===== Exercise input =====
// The sender state machine: `Closed -> SynSent -> Established ->
// (FinSent | FinReceived) -> Finished`.
//
// States are modeled as a discriminated enum whose data payload is
// exactly the scratch that state needs (the pending-ack map for
// `Established`, the retry counter for the teardown states), not as
// free-standing objects holding a back-reference to the machine. The
// connection-level fields that outlive any single state (`stream_id`,
// `syn_number`, `expected_syn`, `highest_ack`, ...) live directly on
// `Sender` alongside a bare state discriminant.

use std::collections::{BTreeMap, VecDeque};
use std::net::SocketAddr;
use std::time::Duration;

use rand::Rng;
use tracing::{debug, info, trace, warn};

use crate::error::Error;
use crate::factory::SegmentFactory;
use crate::segment::{Segment, MAX_PAYLOAD};
use crate::timer::Deadline;
use crate::transport::{Datagram, RecvOutcome};

// A transmitted-but-not-yet-acknowledged data segment.
struct Unacked {
    segment: Segment,
    last_sent: Deadline,
}

enum SenderState {
    Closed,
    SynSent,
    Established { unacked: BTreeMap<u16, Unacked> },
    FinSent { retries: u32 },
    FinReceived { retries: u32 },
    Finished,
}

pub struct Sender<T: Datagram> {
    transport: T,
    peer: SocketAddr,
    timeout: Duration,
    retry_bound: u32,
    advertised_window: u8,

    stream_id: u32,
    syn_number: u16,
    expected_syn: u16,
    highest_ack: u16,
    server_window: u8,
    input_remaining: VecDeque<u8>,
    factory: SegmentFactory,

    state: SenderState,
    established_logged: bool,
    suggested_filename: Option<Vec<u8>>,
}

impl<T: Datagram> Sender<T> {
    // Builds a sender for `input`. Rejects input that would require
    // more segments than the 16-bit sequence space can address rather
    // than silently wrapping (§9).
    pub fn new(
        transport: T,
        peer: SocketAddr,
        input: Vec<u8>,
        advertised_window: u8,
        timeout: Duration,
        retry_bound: u32,
    ) -> Result<Sender<T>, Error> {
        let segments = input.len().div_ceil(MAX_PAYLOAD).max(1);
        if segments > u16::MAX as usize {
            return Err(Error::InputTooLarge { segments });
        }

        Ok(Sender {
            transport,
            peer,
            timeout,
            retry_bound,
            advertised_window,
            stream_id: 0,
            syn_number: 0,
            expected_syn: 0,
            highest_ack: 0,
            server_window: 0,
            input_remaining: input.into(),
            factory: SegmentFactory::new(0, advertised_window),
            state: SenderState::Closed,
            established_logged: false,
            suggested_filename: None,
        })
    }

    // Carries `name` in the opening SYN's payload, for receivers that
    // opt in to honoring it.
    pub fn with_suggested_filename(mut self, name: Vec<u8>) -> Sender<T> {
        self.suggested_filename = Some(name);
        self
    }

    pub fn is_finished(&self) -> bool {
        matches!(self.state, SenderState::Finished)
    }

    // Runs the event loop described in §2 to completion.
    pub fn run(&mut self) -> Result<(), Error> {
        self.transport.set_timeout(self.timeout)?;
        while !self.is_finished() {
            self.step();
        }
        Ok(())
    }

    fn send(&self, segment: &Segment) {
        if let Err(e) = self.transport.send(segment, self.peer) {
            warn!(error = %e, "failed to send segment");
        }
    }

    fn accept_ack(&mut self, ack: u16) {
        if wrapping_gt(ack, self.highest_ack) {
            self.highest_ack = ack;
        }
    }

    // Advances the state machine by exactly one transition.
    fn step(&mut self) {
        let state = std::mem::replace(&mut self.state, SenderState::Finished);
        self.state = match state {
            SenderState::Closed => self.on_closed(),
            SenderState::SynSent => self.on_syn_sent(),
            SenderState::Established { unacked } => self.on_established(unacked),
            SenderState::FinSent { retries } => self.on_fin_sent(retries),
            SenderState::FinReceived { retries } => self.on_fin_received(retries),
            SenderState::Finished => SenderState::Finished,
        };
    }

    fn on_closed(&mut self) -> SenderState {
        let stream_id: u32 = rand::thread_rng().gen();
        self.stream_id = stream_id;
        self.factory.stream_id = stream_id;
        self.syn_number = 0;
        self.expected_syn = 0;
        self.highest_ack = 0;
        debug!(stream_id, "connection opened");
        SenderState::SynSent
    }

    fn on_syn_sent(&mut self) -> SenderState {
        let syn = match &self.suggested_filename {
            Some(name) => self
                .factory
                .syn_with_payload(self.syn_number, self.expected_syn, name.clone())
                .expect("filenames fit well within the payload limit"),
            None => self.factory.syn(self.syn_number, self.expected_syn),
        };
        self.send(&syn);

        match self.transport.recv() {
            RecvOutcome::Timeout => {
                trace!("SynSent: timed out");
                SenderState::SynSent
            }
            RecvOutcome::ChecksumMismatch => {
                trace!("SynSent: checksum mismatch");
                SenderState::SynSent
            }
            RecvOutcome::Segment(seg, _) => {
                if seg.header.stream_id == self.stream_id && seg.is_syn() && seg.is_ack() {
                    self.server_window = seg.header.window_size;
                    self.accept_ack(seg.header.ack_number);
                    self.expected_syn = seg.header.syn_number.wrapping_add(1);
                    self.syn_number = self.syn_number.wrapping_add(1);

                    let ack = self.factory.ack(self.syn_number, self.expected_syn);
                    self.send(&ack);

                    if !self.established_logged {
                        info!("Connection established");
                        self.established_logged = true;
                    }
                    SenderState::Established {
                        unacked: BTreeMap::new(),
                    }
                } else {
                    trace!("SynSent: wrong message received");
                    SenderState::SynSent
                }
            }
        }
    }

    fn on_established(&mut self, mut unacked: BTreeMap<u16, Unacked>) -> SenderState {
        // (a) Fill the window.
        while !self.input_remaining.is_empty()
            && (self.syn_number as u32)
                < self.highest_ack as u32 + self.server_window as u32
        {
            let take = self.input_remaining.len().min(MAX_PAYLOAD);
            let chunk: Vec<u8> = self.input_remaining.drain(..take).collect();

            let segment = self
                .factory
                .data(self.syn_number, self.expected_syn, chunk)
                .expect("chunk is bounded by MAX_PAYLOAD");
            self.send(&segment);

            unacked.insert(
                self.syn_number,
                Unacked {
                    segment,
                    last_sent: Deadline::now(),
                },
            );
            self.syn_number = self.syn_number.wrapping_add(1);
        }

        // (b) Drain acks.
        while wrapping_gt(self.syn_number, self.highest_ack) {
            match self.transport.recv() {
                RecvOutcome::Timeout => break,
                RecvOutcome::ChecksumMismatch => continue,
                RecvOutcome::Segment(seg, _) => {
                    if seg.header.stream_id != self.stream_id {
                        continue;
                    }

                    let mut syn = self.highest_ack;
                    while wrapping_gt(seg.header.ack_number, syn) {
                        unacked.remove(&syn);
                        syn = syn.wrapping_add(1);
                    }
                    self.accept_ack(seg.header.ack_number);

                    if seg.is_fin() {
                        self.expected_syn = self.expected_syn.wrapping_add(1);
                        return SenderState::FinReceived {
                            retries: self.retry_bound,
                        };
                    }
                }
            }
        }

        // (c) Retransmission sweep.
        let mut syn = self.highest_ack;
        while wrapping_gt(self.syn_number, syn) {
            if let Some(pending) = unacked.get_mut(&syn) {
                if pending.last_sent.has_expired(self.timeout) {
                    pending.segment.header.ack_number = self.expected_syn;
                    self.send(&pending.segment);
                    pending.last_sent.refresh();
                }
            }
            syn = syn.wrapping_add(1);
        }

        // (d) Transition.
        if !self.input_remaining.is_empty() || !unacked.is_empty() {
            SenderState::Established { unacked }
        } else {
            SenderState::FinSent {
                retries: self.retry_bound,
            }
        }
    }

    fn on_fin_sent(&mut self, retries: u32) -> SenderState {
        if retries == 0 {
            warn!("FinSent: retry limit reached");
            return SenderState::Finished;
        }
        let retries = retries - 1;

        let fin = self.factory.fin(self.syn_number, self.expected_syn);
        self.send(&fin);

        match self.transport.recv() {
            RecvOutcome::Timeout | RecvOutcome::ChecksumMismatch => {
                SenderState::FinSent { retries }
            }
            RecvOutcome::Segment(seg, _) => {
                if seg.header.stream_id == self.stream_id
                    && seg.is_fin()
                    && seg.is_ack()
                    && seg.header.syn_number == self.expected_syn
                {
                    self.accept_ack(seg.header.ack_number);
                    self.syn_number = self.syn_number.wrapping_add(1);
                    self.expected_syn = self.expected_syn.wrapping_add(1);
                    let ack = self.factory.ack(self.syn_number, self.expected_syn);
                    self.send(&ack);
                    SenderState::Finished
                } else {
                    SenderState::FinSent { retries }
                }
            }
        }
    }

    fn on_fin_received(&mut self, retries: u32) -> SenderState {
        if retries == 0 {
            warn!("FinReceived: retry limit reached");
            return SenderState::Finished;
        }
        let retries = retries - 1;

        let fin_ack = self.factory.fin_ack(self.syn_number, self.expected_syn);
        self.send(&fin_ack);

        match self.transport.recv() {
            RecvOutcome::Timeout | RecvOutcome::ChecksumMismatch => {
                SenderState::FinReceived { retries }
            }
            RecvOutcome::Segment(seg, _) => {
                if seg.header.stream_id == self.stream_id
                    && seg.is_ack()
                    && seg.header.syn_number == self.expected_syn
                {
                    SenderState::Finished
                } else {
                    SenderState::FinReceived { retries }
                }
            }
        }
    }
}

// `lhs > rhs` in the 16-bit sequence space, tolerant of wraparound the
// way TCP-derived protocols compare sequence numbers (RFC1323 sec. 2).
// bTCP transfers are asserted to fit within one non-wrapping sequence
// space (§9), so plain wrapping arithmetic is sufficient here and
// never needs to reason about the far side of the space.
fn wrapping_gt(lhs: u16, rhs: u16) -> bool {
    lhs.wrapping_sub(rhs) != 0 && lhs.wrapping_sub(rhs) < (u16::MAX / 2)
}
=====
=== What the exercise asks ===
Check each line above for the word "Deadline", and copy the lines where it appears.

=== Task solution ===
use crate::timer::Deadline;
    last_sent: Deadline,
                    last_sent: Deadline::now(),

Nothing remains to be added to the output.